Today, most supply chain leaders and the senior leaders that they report to see their main role as lowering costs. Their principal interactions are with GPOs and vendors, getting the best terms and conditions on contracts and getting product where and when it is needed. That worked for decades, but it won’t be enough going forward. With federal and state governments now fully engaged in payment reforms and quality metrics; employers experimenting with new care delivery models; and the public, providers and insurers focusing on performance and value, supply chain leaders need to change their perspective if they want to stay relevant.

Put simply, they need to become patient-centered advocates for safer, higher-quality and more efficacious care. Their principal relationships need to be redirected internally with physicians, clinicians and patients. They need to expand their ability to provide the information that doctors and patients need to make valid and reliable choices on care and utilization. That will require investments in new data repositories and expanded analytics capabilities, but the ROI on that spend will be plentiful.

As we discussed with the attendees at the recent Association of Healthcare Resources & Materials Management (AHRMM) conference last month in San Antonio, supply-chain practitioners have a responsibility to provide better clinical supplies documentation – knowing what products were used, what they cost, when they were used and how they affected the clinical outcome. With value analysis becoming more relevant every day and payment reforms putting the spotlight on quality and cost efficiency, the pressure to generate, analyze and report these data through accessible dashboards will only grow in intensity. The supply chain leader is the natural person to take on this challenge.

Doctors are looking to them for it. Last year, my company and VUEMED commissioned a survey of physicians to evaluate their perspectives on their relationships with supply chain/materials organizations, their contribution to the product selection/purchasing decisions and the impact of healthcare reform on their practice. Nearly 70% of physicians surveyed described the relationship with their supply chain/materials organization as “supportive” or “collaborative,” in which both parties exchange relevant information and participate in product review and evaluation decisions. The respondents also said they would like to see more peer utilization data to aid them in their product selection decisions; however, they want this data to be supplied by hospitals and others without a conflict of interest.

At the AHRMM meeting, I moderated a panel of physician leaders actively involved in supply chain-related functions in their respective organizations. These physicians represented industry-leading facilities: Dr. David A. DiLoreto, CMO of Presence Health in Chicago; Dr. Tom C. Krejcie, CTO of Northwestern Memorial HealthCare in Chicago; and Dr. Sean Lyden, Supply Chain CMO at The Cleveland Clinic in Cleveland. These physicians took two to three days away from their responsibilities and practices to speak to a group of supply chain practitioners. That’s a profound shift in the attention paid to supply chain by C-Suite executives and a potential harbinger for the physician-supply chain relationship.

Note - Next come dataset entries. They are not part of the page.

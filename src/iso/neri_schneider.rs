//! Gregorian Date Calculations
//!
//! This module contains the logic for Gregorian Date Calculations based
//! off Cassio Neri and Lorenz Schneider's paper, [Euclidean affine functions
//! and their application to calendar algorithms][eaf-calendar-algorithms].
//!
//! ## General Usage Note
//!
//! Unless specified, Rata Die refers to the computational rata die as referenced
//! in the paper, i.e. a day count in a calendar whose years begin on March 1st.
//!
//! ## Shift window
//!
//! The equations are only valid for non-negative computational years, so
//! inputs are shifted forward by a whole number of 400 year cycles before
//! evaluation and shifted back afterwards. A shift of 680 cycles keeps
//! every year from -272 000 upward valid, which covers the years 1 through
//! 10 000 the host records pass in.
//!
//! [eaf-calendar-algorithms]: https://onlinelibrary.wiley.com/doi/full/10.1002/spe.3172

pub const EPOCH_COMPUTATIONAL_RATA_DIE: i64 = 719_468;
pub const DAYS_IN_A_400Y_CYCLE: i64 = 146_097;

const SHIFT_CONSTANT: i64 = 680;
const YEAR_SHIFT: i64 = 400 * SHIFT_CONSTANT;
const RATA_DIE_SHIFT: i64 = SHIFT_CONSTANT * DAYS_IN_A_400Y_CYCLE + EPOCH_COMPUTATIONAL_RATA_DIE;

const TWO_POWER_SIXTEEN: u64 = 65_536; // 2^16 constant

/// Returns the number of days since 1970-01-01 for a Gregorian date.
pub const fn epoch_days_from_gregorian_date(year: i32, month: u8, day: u8) -> i64 {
    let (comp_year, comp_month, comp_day, century) = rata_die_first_equations(year, month, day);
    let y_star = 1461 * comp_year / 4 - century + century / 4;
    let m_star = (979 * comp_month - 2919) / 32;
    y_star + m_star + comp_day - RATA_DIE_SHIFT
}

// Returns Y, M, D, C
const fn rata_die_first_equations(year: i32, month: u8, day: u8) -> (i64, i64, i64, i64) {
    let j = (month <= 2) as i64;
    let computational_year = year as i64 + YEAR_SHIFT - j;
    let computational_month = month as i64 + 12 * j;
    let computational_day = day as i64 - 1;
    (
        computational_year,
        computational_month,
        computational_day,
        computational_year / 100,
    )
}

// Returns C, N_c
const fn first_equations(rata_die: u64) -> (u64, u64) {
    let n_one = 4 * rata_die + 3;
    let century = n_one / DAYS_IN_A_400Y_CYCLE as u64;
    let day_of_century = (n_one % DAYS_IN_A_400Y_CYCLE as u64) / 4;
    (century, day_of_century)
}

// Returns Y, N_y
const fn second_equations(rata_die: u64) -> (u64, u64) {
    let (century, day_of_century) = first_equations(rata_die);
    let n_two = 4 * day_of_century + 3;
    let year_of_century = n_two / 1461;
    let day_of_year = (n_two % 1461) / 4;
    (100 * century + year_of_century, day_of_year)
}

// Returns Y, M, D, N_y
const fn third_equations(rata_die: u64) -> (u64, u64, u64, u64) {
    let (year, day_of_year) = second_equations(rata_die);
    let n_three = 2141 * day_of_year + 197_913;
    let month = n_three / TWO_POWER_SIXTEEN;
    let day = (n_three % TWO_POWER_SIXTEEN) / 2141;
    (year, month, day, day_of_year)
}

/// Returns the Gregorian `(year, month, day)` for a count of days since 1970-01-01.
///
/// The caller is responsible for keeping `epoch_days` inside the shift window.
pub const fn ymd_from_epoch_days(epoch_days: i64) -> (i32, u8, u8) {
    let rata_die = (epoch_days + RATA_DIE_SHIFT) as u64;
    let (year, month, day, day_of_year) = third_equations(rata_die);
    let j = (day_of_year >= 306) as u64;
    let year = (year + j) as i64 - YEAR_SHIFT;
    let month = month - 12 * j;
    (year as i32, month as u8, (day + 1) as u8)
}

#[cfg(test)]
mod tests {
    use super::*;

    #[test]
    fn epoch_ymd() {
        assert_eq!(ymd_from_epoch_days(0), (1970, 1, 1));
        assert_eq!(epoch_days_from_gregorian_date(1970, 1, 1), 0);
    }

    #[test]
    fn standard_range_bounds() {
        let min = epoch_days_from_gregorian_date(1, 1, 1);
        assert_eq!(min, -719_162);
        assert_eq!(ymd_from_epoch_days(min), (1, 1, 1));

        let max = epoch_days_from_gregorian_date(9999, 12, 31);
        assert_eq!(max, 2_932_896);
        assert_eq!(ymd_from_epoch_days(max), (9999, 12, 31));

        // Year lengths near the top of the range read January 1st of 10000.
        let after = epoch_days_from_gregorian_date(10_000, 1, 1);
        assert_eq!(after, max + 1);
        assert_eq!(ymd_from_epoch_days(after), (10_000, 1, 1));
    }

    #[test]
    fn leap_day_boundaries() {
        let feb_29 = epoch_days_from_gregorian_date(2000, 2, 29);
        assert_eq!(ymd_from_epoch_days(feb_29 + 1), (2000, 3, 1));
        let feb_28 = epoch_days_from_gregorian_date(1900, 2, 28);
        assert_eq!(ymd_from_epoch_days(feb_28 + 1), (1900, 3, 1));
    }

    #[test]
    fn round_trips_across_a_cycle() {
        let start = epoch_days_from_gregorian_date(1600, 1, 1);
        for offset in 0..DAYS_IN_A_400Y_CYCLE {
            let days = start + offset;
            let (y, m, d) = ymd_from_epoch_days(days);
            assert_eq!(epoch_days_from_gregorian_date(y, m, d), days);
        }
    }
}
//! Diagnostic string rendering through `Writeable`.
//!
//! Moments inside the standard range render ISO-like as
//! `yyyy-MM-dd[ HH:mm:ss]`. Moments outside it spell the era out as
//! `<magnitude> BC|AC; MM-DD[; HH:mm:ss]`, since a four digit year field
//! cannot hold them. Durations render as `[-]d.HH:mm:ss[.fraction]`.

use core::fmt::Write;

use writeable::{impl_display_with_writeable, LengthHint, Writeable};

use crate::{codec::TimeFields, iso::is_standard_year, TICKS_PER_SECOND};

/// Number of decimal digits in a sub-second tick count.
const SUBSECOND_DIGITS: usize = 14;

#[derive(Debug)]
pub(crate) struct FormattableMoment {
    pub year: i64,
    pub month: u8,
    pub day: u8,
    pub time: Option<TimeFields>,
}

impl Writeable for FormattableMoment {
    fn write_to<W: Write + ?Sized>(&self, sink: &mut W) -> core::fmt::Result {
        if is_standard_year(self.year) {
            write!(sink, "{:04}", self.year)?;
            sink.write_char('-')?;
            write_padded_u8(self.month, sink)?;
            sink.write_char('-')?;
            write_padded_u8(self.day, sink)?;
            if let Some(time) = &self.time {
                sink.write_char(' ')?;
                write_clock(time, sink)?;
            }
            return Ok(());
        }

        let era = if self.year < 0 { "BC" } else { "AC" };
        write!(sink, "{} {era}; ", self.year.unsigned_abs())?;
        write_padded_u8(self.month, sink)?;
        sink.write_char('-')?;
        write_padded_u8(self.day, sink)?;
        if let Some(time) = &self.time {
            sink.write_str("; ")?;
            write_clock(time, sink)?;
        }
        Ok(())
    }

    fn writeable_length_hint(&self) -> LengthHint {
        let has_time = usize::from(self.time.is_some());
        if is_standard_year(self.year) {
            return LengthHint::exact(10 + 9 * has_time);
        }
        LengthHint::between(11 + 10 * has_time, 31 + 10 * has_time)
    }
}

#[derive(Debug)]
pub(crate) struct FormattableDuration {
    pub negative: bool,
    pub days: u64,
    pub time: TimeFields,
}

impl Writeable for FormattableDuration {
    fn write_to<W: Write + ?Sized>(&self, sink: &mut W) -> core::fmt::Result {
        if self.negative {
            sink.write_char('-')?;
        }
        self.days.write_to(sink)?;
        sink.write_char('.')?;
        write_clock(&self.time, sink)?;
        if self.time.subsecond != 0 {
            sink.write_char('.')?;
            write_subsecond(self.time.subsecond, sink)?;
        }
        Ok(())
    }
}

impl_display_with_writeable!(FormattableMoment);
impl_display_with_writeable!(FormattableDuration);

fn write_clock<W: Write + ?Sized>(time: &TimeFields, sink: &mut W) -> core::fmt::Result {
    write_padded_u8(time.hour, sink)?;
    sink.write_char(':')?;
    write_padded_u8(time.minute, sink)?;
    sink.write_char(':')?;
    write_padded_u8(time.second, sink)
}

fn write_padded_u8<W: Write + ?Sized>(num: u8, sink: &mut W) -> core::fmt::Result {
    if num < 10 {
        sink.write_char('0')?;
    }
    num.write_to(sink)
}

// Writes the sub-second ticks as a decimal fraction without trailing zeros.
fn write_subsecond<W: Write + ?Sized>(ticks: u64, sink: &mut W) -> core::fmt::Result {
    debug_assert!(ticks < TICKS_PER_SECOND);
    let mut digits = [0u8; SUBSECOND_DIGITS];
    let mut value = ticks;
    let mut precision = 0;
    for i in (0..SUBSECOND_DIGITS).rev() {
        let digit = (value % 10) as u8;
        value /= 10;
        if precision == 0 && digit != 0 {
            precision = i + 1;
        }
        digits[i] = digit;
    }
    for digit in digits.iter().take(precision) {
        digit.write_to(sink)?;
    }
    Ok(())
}
//! Proleptic Gregorian calendar rules over the full extended year range.
//!
//! Every rule here has two paths. Inside the standard range (years 1
//! through 9999) the answer comes from the host records in [`crate::iso`],
//! which are authoritative there. Outside it the rule is computed directly.

use crate::{
    codec,
    iso::{is_standard_year, IsoDate},
    TemporalError, TemporalResult,
};

/// The weekday every out-of-range year is assumed to start on.
///
/// 0000-01-01 falls on a Saturday in the proleptic Gregorian calendar. Using
/// it for every year outside the standard range is an approximation; see
/// [`day_of_week`].
pub const OUT_OF_RANGE_NEW_YEAR_WEEKDAY: Weekday = Weekday::Saturday;

/// A day of the week, numbered per ISO 8601 (`Monday = 1`).
#[repr(u8)]
#[derive(Debug, Clone, Copy, PartialEq, Eq, PartialOrd, Ord, Hash)]
pub enum Weekday {
    Monday = 1,
    Tuesday = 2,
    Wednesday = 3,
    Thursday = 4,
    Friday = 5,
    Saturday = 6,
    Sunday = 7,
}

impl Weekday {
    /// Returns the weekday `index` days after Monday, for `index` in `0..7`.
    pub(crate) const fn from_monday_index(index: u8) -> Self {
        match index % 7 {
            0 => Self::Monday,
            1 => Self::Tuesday,
            2 => Self::Wednesday,
            3 => Self::Thursday,
            4 => Self::Friday,
            5 => Self::Saturday,
            _ => Self::Sunday,
        }
    }

    /// Returns the ISO 8601 weekday number.
    #[inline]
    #[must_use]
    pub const fn to_iso_number(self) -> u8 {
        self as u8
    }
}

#[inline]
fn host_date(year: i64, month: u8, day: u8) -> Option<IsoDate> {
    is_standard_year(year).then(|| IsoDate::new_unchecked(year as i32, month, day))
}

/// The leap year rule of the proleptic Gregorian calendar.
#[inline]
#[must_use]
pub const fn proleptic_is_leap_year(year: i64) -> bool {
    year % 4 == 0 && (year % 100 != 0 || year % 400 == 0)
}

/// Returns whether `year` has a February 29th.
#[must_use]
pub fn is_leap_year(year: i64) -> bool {
    match host_date(year, 1, 1) {
        Some(date) => date.is_in_leap_year(),
        None => proleptic_is_leap_year(year),
    }
}

/// Returns the number of days in `month` of `year`.
///
/// Fails with a validation error if `month` is not in `1..=12`.
pub fn days_in_month(year: i64, month: u8) -> TemporalResult<u8> {
    if !(1..=12).contains(&month) {
        return Err(TemporalError::validation().with_message("month must be in 1..=12."));
    }
    Ok(days_in_month_unchecked(year, month))
}

/// Returns the number of days in a month already known to be in `1..=12`.
pub(crate) fn days_in_month_unchecked(year: i64, month: u8) -> u8 {
    match month {
        1 | 3 | 5 | 7 | 8 | 10 | 12 => 31,
        4 | 6 | 9 | 11 => 30,
        2 if is_leap_year(year) => 29,
        2 => 28,
        _ => unreachable!("days_in_month panicking is an implementation error."),
    }
}

/// Returns 365 or 366.
#[inline]
#[must_use]
pub fn days_in_year(year: i64) -> u16 {
    if is_leap_year(year) {
        366
    } else {
        365
    }
}

/// Returns the one-based ordinal of a date within its year.
///
/// Fails with a validation error if the date is not valid.
pub fn day_of_year(year: i64, month: u8, day: u8) -> TemporalResult<u16> {
    codec::validate_date(year, month, day)?;
    Ok(day_of_year_unchecked(year, month, day))
}

pub(crate) fn day_of_year_unchecked(year: i64, month: u8, day: u8) -> u16 {
    if let Some(date) = host_date(year, month, day) {
        return date.day_of_year();
    }
    let preceding: u16 = (1..month)
        .map(|m| u16::from(days_in_month_unchecked(year, m)))
        .sum();
    preceding + u16::from(day)
}

/// Returns the weekday of a date.
///
/// Inside the standard range this is exact. Outside it, every year is
/// treated as beginning on [`OUT_OF_RANGE_NEW_YEAR_WEEKDAY`] and the weekday
/// is counted forward from there by the day of the year. This does not track
/// the real weekday drift between years and is kept as a deliberate
/// approximation.
///
/// Fails with a validation error if the date is not valid.
pub fn day_of_week(year: i64, month: u8, day: u8) -> TemporalResult<Weekday> {
    codec::validate_date(year, month, day)?;
    Ok(day_of_week_unchecked(year, month, day))
}

pub(crate) fn day_of_week_unchecked(year: i64, month: u8, day: u8) -> Weekday {
    if let Some(date) = host_date(year, month, day) {
        return date.day_of_week();
    }
    let offset = (day_of_year_unchecked(year, month, day) - 1) % 7;
    let start = OUT_OF_RANGE_NEW_YEAR_WEEKDAY as u8 - 1;
    Weekday::from_monday_index(start + offset as u8)
}

#[cfg(test)]
mod tests {
    use super::*;
    use crate::{error::ErrorKind, MAX_YEAR};

    #[test]
    fn leap_years() {
        assert!(is_leap_year(2000));
        assert!(!is_leap_year(1900));
        assert!(is_leap_year(2024));
        assert!(!is_leap_year(2023));
        assert!(is_leap_year(1_000_000_000));
        assert!(!is_leap_year(1_000_000_100));
        assert!(is_leap_year(0));
        assert!(is_leap_year(-4));
        assert!(!is_leap_year(-100));
        assert!(is_leap_year(-400));
        assert!(!is_leap_year(-1));
    }

    #[test]
    fn host_and_proleptic_rules_agree() {
        for year in 1..=9999 {
            assert_eq!(is_leap_year(year), proleptic_is_leap_year(year), "{year}");
        }
    }

    #[test]
    fn month_lengths() {
        assert_eq!(days_in_month(2024, 2).unwrap(), 29);
        assert_eq!(days_in_month(2023, 2).unwrap(), 28);
        assert_eq!(days_in_month(20_000, 2).unwrap(), 29);
        assert_eq!(days_in_month(-7, 4).unwrap(), 30);
        assert_eq!(days_in_month(781_225, 8).unwrap(), 31);
    }

    #[test]
    fn day_of_year_matches_across_paths() {
        assert_eq!(day_of_year(2024, 12, 31).unwrap(), 366);
        assert_eq!(day_of_year(12_000, 12, 31).unwrap(), 366);
        assert_eq!(day_of_year(12_001, 3, 1).unwrap(), 60);
        assert_eq!(day_of_year(2001, 3, 1).unwrap(), 60);
    }

    #[test]
    fn out_of_range_weekday_is_anchored_per_year() {
        assert_eq!(day_of_week(0, 1, 1).unwrap(), Weekday::Saturday);
        assert_eq!(day_of_week(10_000, 1, 1).unwrap(), Weekday::Saturday);
        assert_eq!(day_of_week(10_000, 1, 2).unwrap(), Weekday::Sunday);
        assert_eq!(day_of_week(-52, 1, 8).unwrap(), Weekday::Saturday);
        assert_eq!(day_of_week(2014, 4, 20).unwrap(), Weekday::Sunday);
        assert_eq!(Weekday::Sunday.to_iso_number(), 7);
    }

    #[test]
    fn invalid_dates_are_rejected() {
        let err = days_in_month(2023, 13).unwrap_err();
        assert_eq!(err.kind(), ErrorKind::Validation);
        assert!(days_in_month(20_023, 0).is_err());

        assert_eq!(day_of_year(2023, 13, 1).unwrap_err().kind(), ErrorKind::Validation);
        assert!(day_of_year(2023, 2, 29).is_err());
        assert!(day_of_year(20_023, 4, 31).is_err());
        assert!(day_of_year(MAX_YEAR + 1, 1, 1).is_err());

        assert_eq!(day_of_week(2023, 2, 30).unwrap_err().kind(), ErrorKind::Validation);
        assert!(day_of_week(20_023, 13, 1).is_err());
        assert!(day_of_week(i64::MIN, 1, 1).is_err());
    }
}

I closed the panel session with the observation, “We’ve come a long way, baby.” I recalled another session that I moderated at the IDN Summit about the Thompson Reuters 100 Top Hospitals program, including a supply intensity matrix as a key criterion in top level performance. Dr. DiLoreto and I discussed a recent article entitled “Big Med” in The New Yorker, in which famed surgeon-writer Atul Gawande described how successful efforts to streamline care delivery depend on standardization of processes and products, including implants, and how getting physicians to change their utilization patterns requires data on cost, quality and profitability.

It is also my opinion that there’s still a long way to go. Supply chain leaders need to participate in EMR and clinical information systems implementations, with an eye to generating data for comparative effectiveness reviews. They need to ensure through GTIN adoption that we have taxonomy standards that make the supply chain safer for the customer. Investments in systems and technology must be installed to align with our changing requirements.

Everything we do must somehow benefit the patient and improve care and outcomes – that’s the relevancy we must seek. This shift may not be comfortable at first, but in the end it will dramatically raise the profile and perceived value of the supply chain as a key component of solving the large and complex problems now facing the healthcare industry.